Abstract

To describe the admissions process and outcomes for Indigenous applicants to the Northern Ontario School of Medicine (NOSM), a Canadian medical school with the mandate to recruit students whose demographics reflect the service region's population. The authors examined 10-year trends (2006-2015) for self-identified Indigenous applicants through major admission stages. Demographics (age, sex, northern and rural backgrounds) and admission scores (grade point average [GPA], preinterview, multiple mini-interview [MMI], final), along with score-based ranks, of Indigenous and non-Indigenous applicants were compared using Pearson chi-square and Mann-Whitney tests. Binary logistic regression was used to assess the relationship between Indigenous status and likelihood of admission outcomes (interviewed, received offer, admitted). Indigenous qualified applicants (338/17,060; 2.0%) were more likely to be female, mature (25 or older), or of northern or rural background than non-Indigenous applicants. They had lower GPA-based ranks than non-Indigenous applicants (P < .001) but had comparable preinterview-, MMI-, and final-score-based ranks across all admission stages.
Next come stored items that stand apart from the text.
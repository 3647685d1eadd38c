//! Retry with exponential backoff for page fetches.
//!
//! Transient failures (network errors, HTTP 429, HTTP 5xx) are retried after
//! a growing delay. Everything else propagates on the first attempt.

use std::future::Future;
use std::time::Duration;

use crate::error::ProviderError;

/// Returns `true` if `err` is worth another attempt after a backoff delay.
fn is_retriable(err: &ProviderError) -> bool {
    match err {
        ProviderError::Http(_) => true,
        ProviderError::UnexpectedStatus { status, .. } => *status == 429 || *status >= 500,
        _ => false,
    }
}

/// Executes `operation`, retrying transient errors up to `max_retries` extra
/// times. The wait before retry `n` (1-based) is
/// `backoff_base_secs * 2^(n-1)` seconds.
///
/// With `max_retries = 2` the operation is attempted at most 3 times.
pub(crate) async fn retry_with_backoff<T, F, Fut>(
    max_retries: u32,
    backoff_base_secs: u64,
    mut operation: F,
) -> Result<T, ProviderError>
where
    F: FnMut() -> Fut,
    Fut: Future<Output = Result<T, ProviderError>>,
{
    let mut attempt = 0u32;

    loop {
        let err = match operation().await {
            Ok(value) => return Ok(value),
            Err(err) if !is_retriable(&err) || attempt >= max_retries => return Err(err),
            Err(err) => err,
        };

        let delay_secs = backoff_base_secs.saturating_mul(1u64 << attempt.min(62));
        tracing::warn!(
            attempt,
            max_retries,
            delay_secs,
            error = %err,
            "transient page fetch error; retrying after backoff"
        );
        tokio::time::sleep(Duration::from_secs(delay_secs)).await;
        attempt += 1;
    }
}
//! `reconcile` command handler.

use std::path::Path;

use harvest_scraper::{load_and_resolve, write_report, ConflictReport, JsonStore};

/// Resolves the stores under `data_dir` for `categories` (in that order),
/// writes the report to `output`, and prints per-category counts.
///
/// # Errors
///
/// Returns an error if fewer than two categories are configured or the
/// report cannot be written.
pub(crate) fn run_reconcile(
    data_dir: &Path,
    categories: &[String],
    output: &Path,
) -> anyhow::Result<ConflictReport> {
    let store = JsonStore::new(data_dir);
    let report = load_and_resolve(&store, categories)?;
    write_report(output, &report)?;

    tracing::info!(
        output = %output.display(),
        conflicts = report.conflicts.len(),
        "reconciliation complete"
    );

    println!("Scan complete. Report written to {}", output.display());
    for (category, items) in &report.unique {
        println!("{category} unique: {}", items.len());
    }
    println!("conflicts: {}", report.conflicts.len());

    Ok(report)
}
use std::path::PathBuf;

use crate::app_config::AppConfig;
use crate::ConfigError;

pub(crate) const DEFAULT_USER_AGENT: &str =
    "Mozilla/5.0 (Windows NT 10.0; Win64; x64) AppleWebKit/537.36 (KHTML, like Gecko) Chrome/143.0.0.0 Safari/537.36";

/// Load application configuration from environment variables.
///
/// Calls `dotenvy::dotenv().ok()` to load `.env` files before reading env vars.
///
/// # Errors
///
/// Returns `ConfigError` if a value is present but invalid.
pub fn load_app_config() -> Result<AppConfig, ConfigError> {
    dotenvy::dotenv().ok();
    load_app_config_from_env()
}

/// Load application configuration from environment variables already in the process.
///
/// Unlike [`load_app_config`], this does NOT load `.env` files.
///
/// # Errors
///
/// Returns `ConfigError` if a value is present but invalid.
pub fn load_app_config_from_env() -> Result<AppConfig, ConfigError> {
    build_app_config(|key| std::env::var(key))
}

/// Build application configuration using the provided env-var lookup function.
///
/// Every variable has a default, so an empty environment yields a usable
/// config. Decoupled from the process environment so tests can use a plain
/// `HashMap` lookup.
fn build_app_config<F>(lookup: F) -> Result<AppConfig, ConfigError>
where
    F: Fn(&str) -> Result<String, std::env::VarError>,
{
    let or_default = |var: &str, default: &str| -> String {
        lookup(var).unwrap_or_else(|_| default.to_string())
    };

    let invalid = |var: &str, reason: String| ConfigError::InvalidEnvVar {
        var: var.to_string(),
        reason,
    };

    let parse_u32 = |var: &str, default: &str| -> Result<u32, ConfigError> {
        or_default(var, default)
            .parse::<u32>()
            .map_err(|e| invalid(var, e.to_string()))
    };

    let parse_u64 = |var: &str, default: &str| -> Result<u64, ConfigError> {
        or_default(var, default)
            .parse::<u64>()
            .map_err(|e| invalid(var, e.to_string()))
    };

    let parse_usize = |var: &str, default: &str| -> Result<usize, ConfigError> {
        or_default(var, default)
            .parse::<usize>()
            .map_err(|e| invalid(var, e.to_string()))
    };

    let categories_path = PathBuf::from(or_default(
        "HARVEST_CATEGORIES_PATH",
        "./config/categories.yaml",
    ));
    let data_dir = PathBuf::from(or_default("HARVEST_DATA_DIR", "./data"));
    let report_path = PathBuf::from(or_default(
        "HARVEST_REPORT_PATH",
        "./data/checked_combined_data.json",
    ));
    let cookies_path = PathBuf::from(or_default("HARVEST_COOKIES_PATH", "./cookies_raw.json"));
    let diagnostics_dir = PathBuf::from(or_default("HARVEST_DIAGNOSTICS_DIR", "./diagnostics"));
    let log_level = or_default("HARVEST_LOG_LEVEL", "info");

    let site_origin = parse_origin(&or_default(
        "HARVEST_SITE_ORIGIN",
        "https://shop-id.tokopedia.com",
    ))?;

    let max_cycles = parse_u32("HARVEST_MAX_CYCLES", "5")?;
    if max_cycles == 0 {
        return Err(invalid("HARVEST_MAX_CYCLES", "must be at least 1".to_string()));
    }

    let load_wait_ms = parse_u64("HARVEST_LOAD_WAIT_MS", "5000")?;
    let expand_dwell_ms = parse_u64("HARVEST_EXPAND_DWELL_MS", "3000")?;
    let max_expansions = parse_u32("HARVEST_MAX_EXPANSIONS", "500")?;
    let max_concurrent_categories = parse_usize("HARVEST_MAX_CONCURRENT_CATEGORIES", "1")?;
    let request_timeout_secs = parse_u64("HARVEST_REQUEST_TIMEOUT_SECS", "30")?;
    let user_agent = or_default("HARVEST_USER_AGENT", DEFAULT_USER_AGENT);
    let max_retries = parse_u32("HARVEST_MAX_RETRIES", "2")?;
    let backoff_base_secs = parse_u64("HARVEST_BACKOFF_BASE_SECS", "1")?;

    Ok(AppConfig {
        categories_path,
        data_dir,
        report_path,
        cookies_path,
        diagnostics_dir,
        log_level,
        site_origin,
        max_cycles,
        load_wait_ms,
        expand_dwell_ms,
        max_expansions,
        max_concurrent_categories,
        request_timeout_secs,
        user_agent,
        max_retries,
        backoff_base_secs,
    })
}

/// Parse the site origin, rejecting anything that cannot act as a join base.
fn parse_origin(raw: &str) -> Result<reqwest::Url, ConfigError> {
    let invalid = |reason: String| ConfigError::InvalidEnvVar {
        var: "HARVEST_SITE_ORIGIN".to_string(),
        reason,
    };

    let url = reqwest::Url::parse(raw).map_err(|e| invalid(e.to_string()))?;
    if url.cannot_be_a_base() || !matches!(url.scheme(), "http" | "https") {
        return Err(invalid(format!("\"{raw}\" is not an http(s) origin")));
    }
    Ok(url)
}

#[cfg(test)]
#[path = "config_test.rs"]
mod tests;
Indigenous applicants were 2.4 times more likely to be interviewed and 2.5 times more likely to receive an admission offer, but 3 times less likely to accept an offer than non-Indigenous applicants. Overall, 41/338 (12.1%) Indigenous qualified applicants were admitted compared with 569/16,722 (3.4%) non-Indigenous qualified applicants. Increased representation of Indigenous peoples among applicants admitted to medical school can be achieved through the use of socially accountable admissions. Further tracking of Indigenous students through medical education and practice may help assess the effectiveness of NOSM's social accountability admissions process.